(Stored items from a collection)
* * * *
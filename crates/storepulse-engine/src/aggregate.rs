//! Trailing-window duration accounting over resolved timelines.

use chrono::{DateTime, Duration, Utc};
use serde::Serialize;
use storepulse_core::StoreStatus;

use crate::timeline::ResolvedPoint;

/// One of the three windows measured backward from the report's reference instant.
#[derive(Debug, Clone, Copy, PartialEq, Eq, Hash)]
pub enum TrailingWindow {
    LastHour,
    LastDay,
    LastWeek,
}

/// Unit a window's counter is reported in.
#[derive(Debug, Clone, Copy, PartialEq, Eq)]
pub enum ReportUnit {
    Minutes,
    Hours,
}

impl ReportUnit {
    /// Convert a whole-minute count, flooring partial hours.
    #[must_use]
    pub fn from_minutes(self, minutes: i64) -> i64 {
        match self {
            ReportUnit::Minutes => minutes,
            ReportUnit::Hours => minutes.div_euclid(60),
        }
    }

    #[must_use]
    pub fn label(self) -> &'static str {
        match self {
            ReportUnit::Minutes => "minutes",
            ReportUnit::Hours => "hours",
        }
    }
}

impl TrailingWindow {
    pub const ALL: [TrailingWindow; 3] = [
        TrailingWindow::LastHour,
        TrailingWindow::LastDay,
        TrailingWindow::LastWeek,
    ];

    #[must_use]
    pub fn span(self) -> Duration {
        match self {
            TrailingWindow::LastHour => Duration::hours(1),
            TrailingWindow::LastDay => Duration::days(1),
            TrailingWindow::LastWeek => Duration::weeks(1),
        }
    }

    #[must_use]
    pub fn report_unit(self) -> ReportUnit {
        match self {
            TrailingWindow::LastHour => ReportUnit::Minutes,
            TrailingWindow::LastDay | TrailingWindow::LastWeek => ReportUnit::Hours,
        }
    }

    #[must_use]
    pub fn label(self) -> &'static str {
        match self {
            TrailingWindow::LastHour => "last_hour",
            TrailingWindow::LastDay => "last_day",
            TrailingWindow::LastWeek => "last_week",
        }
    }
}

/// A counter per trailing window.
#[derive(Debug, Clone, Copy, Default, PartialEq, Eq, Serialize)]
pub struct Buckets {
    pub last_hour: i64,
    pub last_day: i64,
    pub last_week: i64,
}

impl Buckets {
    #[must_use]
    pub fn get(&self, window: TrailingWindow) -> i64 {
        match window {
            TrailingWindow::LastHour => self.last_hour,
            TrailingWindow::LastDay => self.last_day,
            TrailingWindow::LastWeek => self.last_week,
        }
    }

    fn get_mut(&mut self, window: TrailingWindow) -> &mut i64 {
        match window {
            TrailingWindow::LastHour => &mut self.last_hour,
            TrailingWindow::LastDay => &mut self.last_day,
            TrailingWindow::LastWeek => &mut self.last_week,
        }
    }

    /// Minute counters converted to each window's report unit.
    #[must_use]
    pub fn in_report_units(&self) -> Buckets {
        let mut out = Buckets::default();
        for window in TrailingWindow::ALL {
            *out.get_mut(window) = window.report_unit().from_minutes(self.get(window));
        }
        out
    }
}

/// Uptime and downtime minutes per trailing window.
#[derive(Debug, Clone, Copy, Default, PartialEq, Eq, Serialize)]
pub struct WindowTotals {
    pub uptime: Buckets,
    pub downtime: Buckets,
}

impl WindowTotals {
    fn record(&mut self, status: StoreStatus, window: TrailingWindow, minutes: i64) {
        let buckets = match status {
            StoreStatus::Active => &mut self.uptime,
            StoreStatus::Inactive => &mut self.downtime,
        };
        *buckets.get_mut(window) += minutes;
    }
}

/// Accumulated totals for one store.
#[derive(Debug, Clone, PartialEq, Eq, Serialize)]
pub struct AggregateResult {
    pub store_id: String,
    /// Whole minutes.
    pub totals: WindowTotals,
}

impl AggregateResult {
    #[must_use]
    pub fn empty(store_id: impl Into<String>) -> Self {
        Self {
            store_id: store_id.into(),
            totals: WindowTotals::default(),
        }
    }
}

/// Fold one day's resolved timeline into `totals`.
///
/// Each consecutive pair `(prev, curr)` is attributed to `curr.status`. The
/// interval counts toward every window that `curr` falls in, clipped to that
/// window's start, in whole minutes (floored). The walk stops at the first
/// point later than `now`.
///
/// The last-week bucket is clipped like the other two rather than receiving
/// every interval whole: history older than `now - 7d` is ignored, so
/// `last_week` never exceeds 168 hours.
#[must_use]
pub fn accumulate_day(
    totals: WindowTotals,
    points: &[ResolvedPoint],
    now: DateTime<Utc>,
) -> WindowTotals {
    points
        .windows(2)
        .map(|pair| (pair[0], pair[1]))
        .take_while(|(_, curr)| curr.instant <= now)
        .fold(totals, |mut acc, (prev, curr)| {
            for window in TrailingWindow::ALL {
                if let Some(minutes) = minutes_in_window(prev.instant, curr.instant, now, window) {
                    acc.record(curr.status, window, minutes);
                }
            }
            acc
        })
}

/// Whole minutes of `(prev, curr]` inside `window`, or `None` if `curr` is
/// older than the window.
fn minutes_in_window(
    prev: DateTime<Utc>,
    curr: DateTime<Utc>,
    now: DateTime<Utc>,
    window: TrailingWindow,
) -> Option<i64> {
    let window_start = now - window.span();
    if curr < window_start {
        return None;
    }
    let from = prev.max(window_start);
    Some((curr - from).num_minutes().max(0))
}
* * * *
If a line in the records includes "downtime", it counts toward the total; report that total by itself.

[Response]:
3